**Task directions:**
From the line with "if *border_size == 0.0" to the line with "pub fn toggle_brush_mode(&mut", retype every line exactly, including those two, and leave out the rest of the data below.

**Data shown:**
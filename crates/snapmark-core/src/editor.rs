//! Editor: scene, selection, style and interaction behind one API.

use crate::config::EditorConfig;
use crate::elements::{Bitmap, BlurRegion, Element, ElementId, Image, SolidBox, Text};
use crate::error::{DecodeError, EditorError, EditorResult};
use crate::geometry::{bounds, ApproximateMetrics, TextMeasure};
use crate::input::{InputState, KeyEvent, Modifiers, PointerEvent};
use crate::interaction::{CursorHint, Interaction, InteractionContext, InteractionState};
use crate::loader::{
    canvas_size_for, fit_base_image, fit_overlay, LoadOutcome, LoadPurpose, LoadTicket,
};
use crate::scene::Scene;
use crate::selection::Selection;
use crate::style::{SerializableColor, StyleSettings};
use kurbo::{Point, Rect, Size};

/// The annotation editor.
///
/// `M` measures text; every bounds query (hit testing, handles, centering)
/// goes through it, so the renderer should draw text with the same metrics.
pub struct Editor<M: TextMeasure = ApproximateMetrics> {
    config: EditorConfig,
    scene: Scene,
    selection: Selection,
    style: StyleSettings,
    input: InputState,
    interaction: Interaction,
    measure: M,
    /// Latest load generation per [`LoadPurpose`].
    load_generations: [u64; 2],
    dirty: bool,
}

impl Editor<ApproximateMetrics> {
    /// Create an editor that estimates text widths.
    pub fn new(config: EditorConfig) -> Self {
        Self::with_measure(config, ApproximateMetrics)
    }
}

impl<M: TextMeasure> Editor<M> {
    /// Create an editor measuring text with `measure`.
    pub fn with_measure(config: EditorConfig, measure: M) -> Self {
        let canvas = Size::new(config.canvas_width.max(1.0), config.canvas_height.max(1.0));
        Self {
            scene: Scene::new(canvas),
            selection: Selection::new(),
            style: config.style.clone(),
            input: InputState::new(),
            interaction: Interaction::new(),
            measure,
            load_generations: [0; 2],
            dirty: true,
            config,
        }
    }

    pub fn config(&self) -> &EditorConfig {
        &self.config
    }

    pub fn scene(&self) -> &Scene {
        &self.scene
    }

    pub fn selection(&self) -> &Selection {
        &self.selection
    }

    pub fn style(&self) -> &StyleSettings {
        &self.style
    }

    /// Style settings for new elements. Changing them does not restyle the
    /// selection; use the `set_*` operations for that.
    pub fn style_mut(&mut self) -> &mut StyleSettings {
        &mut self.style
    }

    pub fn measure(&self) -> &M {
        &self.measure
    }

    pub fn cursor(&self) -> CursorHint {
        self.interaction.cursor()
    }

    pub fn interaction_state(&self) -> InteractionState {
        self.interaction.state()
    }

    pub fn brush_mode(&self) -> bool {
        self.interaction.brush_mode()
    }

    pub fn canvas_size(&self) -> Size {
        self.scene.canvas_size()
    }

    /// Bounds of the element at `index`.
    pub fn element_bounds(&self, index: usize) -> Option<Rect> {
        self.scene.get(index).map(|e| bounds(e, &self.measure))
    }

    /// Whether something changed since the last [`take_dirty`](Self::take_dirty).
    pub fn is_dirty(&self) -> bool {
        self.dirty
    }

    /// Return and reset the redraw flag.
    pub fn take_dirty(&mut self) -> bool {
        std::mem::take(&mut self.dirty)
    }

    // --- Input ---

    /// Process a pointer event. Returns `true` if a redraw is needed.
    pub fn handle_pointer_event(&mut self, event: &PointerEvent) -> bool {
        self.input.handle_pointer_event(event);
        let mut cx = InteractionContext {
            scene: &mut self.scene,
            selection: &mut self.selection,
            measure: &self.measure,
            style: &self.style,
            modifiers: self.input.modifiers,
        };
        let changed = self.interaction.handle_pointer_event(&mut cx, event);
        self.dirty |= changed;
        changed
    }

    /// Process a key event. Delete and Backspace remove the selection.
    /// Returns `true` if a redraw is needed.
    pub fn handle_key_event(&mut self, event: &KeyEvent) -> bool {
        self.input.handle_key_event(event);
        match event {
            KeyEvent::Pressed(key) if key.is_delete() && !self.selection.is_empty() => {
                self.delete_selected().is_ok()
            }
            _ => false,
        }
    }

    /// Replace the held modifier keys.
    pub fn set_modifiers(&mut self, modifiers: Modifiers) {
        self.input.set_modifiers(modifiers);
    }

    pub fn modifiers(&self) -> Modifiers {
        self.input.modifiers
    }

    // --- Adding elements ---

    /// Where new text, boxes and blur regions are placed.
    fn insertion_point(&self) -> Point {
        let canvas = self.scene.canvas_size();
        Point::new(canvas.width / 4.0, canvas.height / 4.0)
    }

    fn push(&mut self, element: impl Into<Element>) -> ElementId {
        let element = element.into();
        let id = element.id();
        self.scene.add(element);
        self.dirty = true;
        id
    }

    /// Add a text label with the current style. Blank content is rejected.
    pub fn add_text(&mut self, content: &str) -> Option<ElementId> {
        if content.trim().is_empty() {
            log::debug!("Ignoring blank text");
            return None;
        }
        let text = Text::new(self.insertion_point(), content).with_style(&self.style);
        Some(self.push(text))
    }

    /// Add a default-sized box with the current colors.
    pub fn add_box(&mut self) -> ElementId {
        let size = self.config.default_box_size;
        let solid_box = SolidBox::new(self.insertion_point(), size, size).with_style(&self.style);
        self.push(solid_box)
    }

    /// Add a default-sized blur region with the current blur radius.
    pub fn add_blur(&mut self) -> ElementId {
        let size = self.config.default_box_size;
        let blur = BlurRegion::new(self.insertion_point(), size, size).with_radius(self.style.blur_radius);
        self.push(blur)
    }

    /// Add an overlay image, scaled to fit and centered on the canvas.
    pub fn add_image(&mut self, bitmap: Bitmap) -> EditorResult<ElementId> {
        if bitmap.is_empty() {
            return Err(DecodeError::Empty.into());
        }
        let rect = fit_overlay(bitmap.size(), self.scene.canvas_size());
        let image = Image::new(rect.origin(), rect.width(), rect.height(), bitmap);
        Ok(self.push(image))
    }

    /// Replace the base image. The canvas takes the image's size, scaled
    /// down to fit the configured share of the viewport.
    pub fn set_base_image(&mut self, bitmap: Bitmap) -> EditorResult<Size> {
        if bitmap.is_empty() {
            return Err(DecodeError::Empty.into());
        }
        let (max_w, max_h) = self.config.base_image_limits();
        let fitted = fit_base_image(bitmap.size(), Size::new(max_w, max_h));
        let canvas = canvas_size_for(fitted);
        self.scene.set_canvas_size(canvas)?;
        log::debug!(
            "Base image {}x{} shown at {}x{}",
            bitmap.width(),
            bitmap.height(),
            canvas.width,
            canvas.height
        );
        self.scene.set_base_image(bitmap);
        self.dirty = true;
        Ok(canvas)
    }

    // --- Asynchronous loads ---

    /// Start a load. Any earlier pending load of the same purpose is
    /// superseded.
    pub fn begin_load(&mut self, purpose: LoadPurpose) -> LoadTicket {
        let slot = &mut self.load_generations[purpose.slot()];
        *slot += 1;
        LoadTicket {
            purpose,
            generation: *slot,
        }
    }

    /// Apply a finished decode. Stale tickets are ignored; decode failures
    /// leave the editor unchanged.
    pub fn finish_load(
        &mut self,
        ticket: LoadTicket,
        result: Result<Bitmap, DecodeError>,
    ) -> EditorResult<LoadOutcome> {
        if ticket.generation != self.load_generations[ticket.purpose.slot()] {
            log::warn!("Discarding superseded {:?} load", ticket.purpose);
            return Ok(LoadOutcome::Superseded);
        }
        let bitmap = result.inspect_err(|err| log::warn!("Image decode failed: {err}"))?;
        match ticket.purpose {
            LoadPurpose::BaseImage => Ok(LoadOutcome::BaseImage {
                canvas_size: self.set_base_image(bitmap)?,
            }),
            LoadPurpose::Overlay => Ok(LoadOutcome::Overlay {
                id: self.add_image(bitmap)?,
            }),
        }
    }

    // --- Restyling ---

    /// Apply `f` to every selected element, counting the ones it touched.
    fn update_selected(&mut self, mut f: impl FnMut(&mut Element) -> bool) -> EditorResult<usize> {
        if self.selection.is_empty() {
            log::debug!("Nothing selected");
            return Err(EditorError::EmptySelection);
        }
        let mut updated = 0;
        for index in self.selection.iter() {
            if let Some(element) = self.scene.get_mut(index) {
                if f(element) {
                    updated += 1;
                }
            }
        }
        if updated > 0 {
            self.dirty = true;
        }
        Ok(updated)
    }

    /// Set the fill color of new elements and of selected text and boxes.
    pub fn set_color(&mut self, color: SerializableColor) -> EditorResult<usize> {
        self.style.color = color;
        self.update_selected(|element| match element {
            Element::Text(text) => {
                text.color = color;
                true
            }
            Element::Box(solid_box) => {
                solid_box.color = color;
                true
            }
            _ => false,
        })
    }

    /// Set the outline color of new elements and of selected text and
    /// boxes. Outlines that were off are switched on at width 1.
    pub fn set_border_color(&mut self, color: SerializableColor) -> EditorResult<usize> {
        self.style.border_color = color;
        let mut enabled = false;
        let result = self.update_selected(|element| {
            let (border_color, border_size) = match element {
                Element::Text(text) => (&mut text.border_color, &mut text.border_size),
                Element::Box(solid_box) => (&mut solid_box.border_color, &mut solid_box.border_size),
                _ => return false,
            };
            *border_color = color;
            if *border_size == 0.0 {
                *border_size = 1.0;
                enabled = true;
            }
            true
        });
        if enabled {
            self.style.border_size = 1.0;
        }
        result
    }

    /// Set the outline width of new elements and of selected text and boxes.
    pub fn set_border_size(&mut self, size: f64) -> EditorResult<usize> {
        let size = size.max(0.0);
        self.style.border_size = size;
        self.update_selected(|element| match element {
            Element::Text(text) => {
                text.border_size = size;
                true
            }
            Element::Box(solid_box) => {
                solid_box.border_size = size;
                true
            }
            _ => false,
        })
    }

    /// Set the radius of new blur regions and of selected ones.
    pub fn set_blur_radius(&mut self, radius: f64) -> EditorResult<usize> {
        let radius = radius.max(0.0);
        self.style.blur_radius = radius;
        self.update_selected(|element| match element {
            Element::Blur(blur) => {
                blur.blur_radius = radius;
                true
            }
            _ => false,
        })
    }

    pub fn set_brush_size(&mut self, size: f64) {
        self.style.brush_size = size.max(0.0);
    }

    pub fn set_brush_color(&mut self, color: SerializableColor) {
        self.style.brush_color = color;
    }

    /// Switch brush painting on or off. Returns the new mode.
    pub fn toggle_brush_mode(&mut self) -> bool {
        self.interaction.toggle_brush_mode()
    }

    // --- Alignment ---

    /// Center every selected element horizontally on the canvas.
    pub fn center_selected_x(&mut self) -> EditorResult<usize> {
        Self::require_selection(&self.selection)?;
        let center_x = self.scene.canvas_size().width / 2.0;
        for index in self.selection.iter() {
            if let Some(element) = self.scene.get_mut(index) {
                let width = bounds(element, &self.measure).width();
                let y = element.position().y;
                element.set_position(Point::new(center_x - width / 2.0, y));
            }
        }
        self.dirty = true;
        Ok(self.selection.len())
    }

    /// Center every selected element vertically on the canvas. Text is
    /// placed by its baseline, so its bounds end up centered.
    pub fn center_selected_y(&mut self) -> EditorResult<usize> {
        Self::require_selection(&self.selection)?;
        let center_y = self.scene.canvas_size().height / 2.0;
        for index in self.selection.iter() {
            if let Some(element) = self.scene.get_mut(index) {
                let height = bounds(element, &self.measure).height();
                let x = element.position().x;
                let y = match element {
                    Element::Text(_) => center_y + height / 2.0,
                    _ => center_y - height / 2.0,
                };
                element.set_position(Point::new(x, y));
            }
        }
        self.dirty = true;
        Ok(self.selection.len())
    }

    fn require_selection(selection: &Selection) -> EditorResult<()> {
        if selection.is_empty() {
            log::debug!("Nothing selected");
            Err(EditorError::EmptySelection)
        } else {
            Ok(())
        }
    }

    // --- Removal ---

    /// Remove every selected element and clear the selection.
    pub fn delete_selected(&mut self) -> EditorResult<usize> {
        Self::require_selection(&self.selection)?;
        let removed = self.scene.remove_indices(self.selection.iter());
        self.selection.clear();
        self.interaction.reset();
        self.dirty = true;
        log::debug!("Deleted {} elements", removed.len());
        Ok(removed.len())
    }

    pub fn clear_selection(&mut self) {
        if !self.selection.is_empty() {
            self.selection.clear();
            self.dirty = true;
        }
    }

    /// Remove all elements, the base image and brush strokes once `confirm`
    /// agrees. Does nothing (and does not ask) when the canvas is empty.
    /// Pending loads are superseded. Returns whether anything was cleared.
    pub fn clear_canvas(&mut self, confirm: impl FnOnce() -> bool) -> bool {
        if !self.scene.has_content() {
            return false;
        }
        if !confirm() {
            return false;
        }
        self.scene.clear();
        self.selection.clear();
        self.interaction.reset();
        for generation in &mut self.load_generations {
            *generation += 1;
        }
        self.dirty = true;
        log::debug!("Canvas cleared");
        true
    }

    // --- Export ---

    /// Run `f` with the selection hidden, then restore it.
    ///
    /// Used for export: the rendered output shows no selection decorations
    /// while the interactive view keeps its selection afterwards.
    pub fn with_selection_hidden<R>(&mut self, f: impl FnOnce(&Self) -> R) -> R {
        let saved = self.selection.snapshot();
        self.selection.clear();
        let result = f(self);
        self.selection.restore(saved);
        self.dirty = true;
        result
    }
}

**Solution to this problem:**
            if *border_size == 0.0 {
                *border_size = 1.0;
                enabled = true;
            }
            true
        });
        if enabled {
            self.style.border_size = 1.0;
        }
        result
    }

    /// Set the outline width of new elements and of selected text and boxes.
    pub fn set_border_size(&mut self, size: f64) -> EditorResult<usize> {
        let size = size.max(0.0);
        self.style.border_size = size;
        self.update_selected(|element| match element {
            Element::Text(text) => {
                text.border_size = size;
                true
            }
            Element::Box(solid_box) => {
                solid_box.border_size = size;
                true
            }
            _ => false,
        })
    }

    /// Set the radius of new blur regions and of selected ones.
    pub fn set_blur_radius(&mut self, radius: f64) -> EditorResult<usize> {
        let radius = radius.max(0.0);
        self.style.blur_radius = radius;
        self.update_selected(|element| match element {
            Element::Blur(blur) => {
                blur.blur_radius = radius;
                true
            }
            _ => false,
        })
    }

    pub fn set_brush_size(&mut self, size: f64) {
        self.style.brush_size = size.max(0.0);
    }

    pub fn set_brush_color(&mut self, color: SerializableColor) {
        self.style.brush_color = color;
    }

    /// Switch brush painting on or off. Returns the new mode.
    pub fn toggle_brush_mode(&mut self) -> bool {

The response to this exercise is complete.